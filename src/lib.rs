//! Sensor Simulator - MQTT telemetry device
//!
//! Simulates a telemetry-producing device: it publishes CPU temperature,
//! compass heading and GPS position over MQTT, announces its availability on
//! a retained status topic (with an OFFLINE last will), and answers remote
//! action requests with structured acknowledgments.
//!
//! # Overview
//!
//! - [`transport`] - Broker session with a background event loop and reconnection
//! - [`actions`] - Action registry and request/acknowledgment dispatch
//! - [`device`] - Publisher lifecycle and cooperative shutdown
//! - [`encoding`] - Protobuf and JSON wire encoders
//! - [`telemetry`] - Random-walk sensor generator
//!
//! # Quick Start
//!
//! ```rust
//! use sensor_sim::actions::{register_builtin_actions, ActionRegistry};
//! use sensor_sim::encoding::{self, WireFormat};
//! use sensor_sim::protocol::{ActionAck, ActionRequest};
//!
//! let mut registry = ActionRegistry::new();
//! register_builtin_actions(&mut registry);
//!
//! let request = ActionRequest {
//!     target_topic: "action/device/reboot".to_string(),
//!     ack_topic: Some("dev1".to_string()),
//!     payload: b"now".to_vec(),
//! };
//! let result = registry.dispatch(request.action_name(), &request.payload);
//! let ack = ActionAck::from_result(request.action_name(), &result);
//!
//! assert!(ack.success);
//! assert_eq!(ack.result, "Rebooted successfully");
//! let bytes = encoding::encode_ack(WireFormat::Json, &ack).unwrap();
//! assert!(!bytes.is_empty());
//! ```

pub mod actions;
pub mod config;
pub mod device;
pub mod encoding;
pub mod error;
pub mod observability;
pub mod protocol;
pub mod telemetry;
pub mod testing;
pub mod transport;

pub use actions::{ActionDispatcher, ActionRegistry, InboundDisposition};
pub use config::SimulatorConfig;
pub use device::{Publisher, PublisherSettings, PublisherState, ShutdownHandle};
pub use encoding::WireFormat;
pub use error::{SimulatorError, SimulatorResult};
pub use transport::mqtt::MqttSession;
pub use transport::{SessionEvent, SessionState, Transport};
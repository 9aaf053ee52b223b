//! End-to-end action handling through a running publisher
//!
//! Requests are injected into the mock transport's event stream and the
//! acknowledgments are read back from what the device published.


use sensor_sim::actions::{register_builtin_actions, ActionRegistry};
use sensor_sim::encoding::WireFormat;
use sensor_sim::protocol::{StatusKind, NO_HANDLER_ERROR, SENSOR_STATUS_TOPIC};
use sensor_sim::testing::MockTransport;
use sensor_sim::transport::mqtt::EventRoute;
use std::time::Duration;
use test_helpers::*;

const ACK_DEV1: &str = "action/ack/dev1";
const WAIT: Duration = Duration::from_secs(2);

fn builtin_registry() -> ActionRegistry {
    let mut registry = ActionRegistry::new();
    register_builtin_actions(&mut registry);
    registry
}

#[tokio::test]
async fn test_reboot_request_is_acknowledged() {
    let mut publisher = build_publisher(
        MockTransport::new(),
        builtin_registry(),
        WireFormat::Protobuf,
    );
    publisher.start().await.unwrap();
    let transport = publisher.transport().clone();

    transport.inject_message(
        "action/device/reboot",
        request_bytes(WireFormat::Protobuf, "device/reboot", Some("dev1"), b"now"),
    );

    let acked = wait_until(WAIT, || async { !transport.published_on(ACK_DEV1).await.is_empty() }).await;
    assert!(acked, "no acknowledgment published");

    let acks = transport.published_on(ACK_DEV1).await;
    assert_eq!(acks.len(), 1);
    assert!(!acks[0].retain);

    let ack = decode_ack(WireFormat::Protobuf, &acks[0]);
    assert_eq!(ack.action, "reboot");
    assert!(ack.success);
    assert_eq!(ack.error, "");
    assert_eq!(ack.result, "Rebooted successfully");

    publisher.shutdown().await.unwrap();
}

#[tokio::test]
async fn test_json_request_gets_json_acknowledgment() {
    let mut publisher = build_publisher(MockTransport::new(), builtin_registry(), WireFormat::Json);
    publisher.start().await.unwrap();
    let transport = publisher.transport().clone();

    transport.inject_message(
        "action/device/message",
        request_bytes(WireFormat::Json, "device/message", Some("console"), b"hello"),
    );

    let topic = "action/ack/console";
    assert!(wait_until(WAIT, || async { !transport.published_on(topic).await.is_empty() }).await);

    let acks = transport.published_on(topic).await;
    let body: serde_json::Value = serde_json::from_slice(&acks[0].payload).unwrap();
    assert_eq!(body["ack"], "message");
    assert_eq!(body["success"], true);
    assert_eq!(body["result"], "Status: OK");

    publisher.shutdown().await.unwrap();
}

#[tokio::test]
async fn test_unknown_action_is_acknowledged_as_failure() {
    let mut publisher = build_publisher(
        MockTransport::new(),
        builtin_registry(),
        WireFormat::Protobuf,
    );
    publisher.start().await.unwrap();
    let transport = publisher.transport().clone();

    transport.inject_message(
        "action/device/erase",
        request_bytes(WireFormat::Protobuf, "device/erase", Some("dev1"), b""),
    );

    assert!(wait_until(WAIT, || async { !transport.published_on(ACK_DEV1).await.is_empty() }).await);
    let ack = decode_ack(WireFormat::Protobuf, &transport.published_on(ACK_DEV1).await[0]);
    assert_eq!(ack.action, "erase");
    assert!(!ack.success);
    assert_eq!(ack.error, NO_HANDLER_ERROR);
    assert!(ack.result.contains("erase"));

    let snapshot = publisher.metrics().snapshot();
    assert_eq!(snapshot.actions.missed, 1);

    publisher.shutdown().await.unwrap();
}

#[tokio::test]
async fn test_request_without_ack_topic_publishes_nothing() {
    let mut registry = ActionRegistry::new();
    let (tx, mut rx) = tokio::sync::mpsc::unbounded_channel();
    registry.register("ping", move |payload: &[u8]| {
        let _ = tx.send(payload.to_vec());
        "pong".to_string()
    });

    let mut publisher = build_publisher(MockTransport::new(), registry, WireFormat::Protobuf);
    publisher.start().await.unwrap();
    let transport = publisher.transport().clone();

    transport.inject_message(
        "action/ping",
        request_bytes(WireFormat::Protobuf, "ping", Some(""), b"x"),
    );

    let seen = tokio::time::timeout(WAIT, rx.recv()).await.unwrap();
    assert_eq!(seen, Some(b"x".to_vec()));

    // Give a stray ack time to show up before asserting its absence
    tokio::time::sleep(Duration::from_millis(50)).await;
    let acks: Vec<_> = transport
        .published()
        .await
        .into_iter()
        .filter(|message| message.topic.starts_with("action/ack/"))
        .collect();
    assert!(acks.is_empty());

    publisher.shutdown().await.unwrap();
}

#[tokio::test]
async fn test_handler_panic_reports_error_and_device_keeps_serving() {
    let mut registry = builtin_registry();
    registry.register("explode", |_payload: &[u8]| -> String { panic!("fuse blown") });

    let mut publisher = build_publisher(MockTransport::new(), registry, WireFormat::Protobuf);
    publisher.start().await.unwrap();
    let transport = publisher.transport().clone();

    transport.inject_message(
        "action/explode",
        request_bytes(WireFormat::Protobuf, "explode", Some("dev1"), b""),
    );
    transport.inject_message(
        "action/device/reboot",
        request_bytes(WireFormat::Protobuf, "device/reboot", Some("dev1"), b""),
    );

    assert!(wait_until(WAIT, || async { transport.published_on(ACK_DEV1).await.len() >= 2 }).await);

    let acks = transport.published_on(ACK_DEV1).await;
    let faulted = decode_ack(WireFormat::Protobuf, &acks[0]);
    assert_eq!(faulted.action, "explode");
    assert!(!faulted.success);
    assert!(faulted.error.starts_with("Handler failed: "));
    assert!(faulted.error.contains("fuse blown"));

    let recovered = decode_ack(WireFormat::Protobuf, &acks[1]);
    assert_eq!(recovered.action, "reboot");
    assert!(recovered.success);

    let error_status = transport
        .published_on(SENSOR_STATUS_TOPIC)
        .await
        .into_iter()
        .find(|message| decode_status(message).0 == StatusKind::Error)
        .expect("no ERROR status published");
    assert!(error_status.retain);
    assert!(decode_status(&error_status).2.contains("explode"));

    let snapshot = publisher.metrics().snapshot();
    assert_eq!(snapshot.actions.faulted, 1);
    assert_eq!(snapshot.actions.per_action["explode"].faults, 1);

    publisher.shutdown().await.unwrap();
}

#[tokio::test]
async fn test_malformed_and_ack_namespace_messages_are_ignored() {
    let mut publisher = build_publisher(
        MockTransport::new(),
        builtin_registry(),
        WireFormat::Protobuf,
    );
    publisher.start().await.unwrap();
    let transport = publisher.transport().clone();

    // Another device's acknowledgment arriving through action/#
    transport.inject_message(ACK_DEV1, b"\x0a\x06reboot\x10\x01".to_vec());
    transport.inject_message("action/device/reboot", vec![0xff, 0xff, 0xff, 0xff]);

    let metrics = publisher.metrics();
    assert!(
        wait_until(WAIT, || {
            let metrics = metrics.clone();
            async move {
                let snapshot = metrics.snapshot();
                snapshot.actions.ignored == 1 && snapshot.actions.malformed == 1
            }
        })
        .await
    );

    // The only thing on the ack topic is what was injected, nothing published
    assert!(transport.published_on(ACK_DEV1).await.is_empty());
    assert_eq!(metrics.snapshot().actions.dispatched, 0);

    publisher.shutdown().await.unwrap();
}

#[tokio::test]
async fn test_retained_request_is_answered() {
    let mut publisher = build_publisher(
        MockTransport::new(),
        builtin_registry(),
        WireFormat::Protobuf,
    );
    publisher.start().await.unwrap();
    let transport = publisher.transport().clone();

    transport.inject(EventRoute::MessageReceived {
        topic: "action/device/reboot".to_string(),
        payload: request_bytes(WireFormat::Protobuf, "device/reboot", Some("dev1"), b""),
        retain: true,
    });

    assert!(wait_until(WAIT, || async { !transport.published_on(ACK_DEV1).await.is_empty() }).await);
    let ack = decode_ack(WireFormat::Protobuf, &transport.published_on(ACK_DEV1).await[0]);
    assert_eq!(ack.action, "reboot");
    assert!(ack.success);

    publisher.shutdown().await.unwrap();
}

## Action item
Copy each line above that contains the word "const".

## Output
const ACK_DEV1: &str = "action/ack/dev1";
const WAIT: Duration = Duration::from_secs(2);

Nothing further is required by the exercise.